//! Serenity CLI library.
//!
//! Request loading, logging setup, and the command implementations behind
//! the `serenity` binary.

pub mod commands;
pub mod input;
pub mod logging;
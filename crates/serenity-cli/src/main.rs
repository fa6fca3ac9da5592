//! Serenity CLI - Command-line interface for therapeutic audio generation
//!
//! This binary validates synthesis requests and turns them into WAV clips
//! with metadata sidecars, one at a time or a directory at a time.

mod cli_args;

use std::process::ExitCode;

use clap::Parser;
use serenity_cli::{commands, logging};

use cli_args::{Cli, Commands};

fn main() -> ExitCode {
    let cli = Cli::parse();
    logging::init(cli.verbose);

    let result = match cli.command {
        Commands::Generate {
            request,
            out_root,
            config,
            seed,
            json,
        } => commands::generate::run(
            &request,
            out_root.as_deref(),
            config.as_deref(),
            seed,
            json,
        ),
        Commands::Validate {
            request,
            config,
            json,
        } => commands::validate::run(&request, config.as_deref(), json),
        Commands::Batch {
            dir,
            out_root,
            config,
            seed,
            jobs,
            timeout_secs,
            json,
        } => commands::batch::run(
            &dir,
            out_root.as_deref(),
            config.as_deref(),
            seed,
            jobs,
            timeout_secs,
            json,
        ),
        Commands::Profiles { json } => commands::profiles::run(json),
    };

    match result {
        Ok(code) => code,
        Err(e) => {
            eprintln!("{}: {:#}", colored::Colorize::red("error"), e);
            ExitCode::from(commands::EXIT_REQUEST_ERROR)
        }
    }
}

====

* _EXERCISE DIRECTIONS_
Search the entries above for the string "ExitCode". Copy each line that holds it.

* _REPLY TO THE TASK_
use std::process::ExitCode;
fn main() -> ExitCode {
            ExitCode::from(commands::EXIT_REQUEST_ERROR)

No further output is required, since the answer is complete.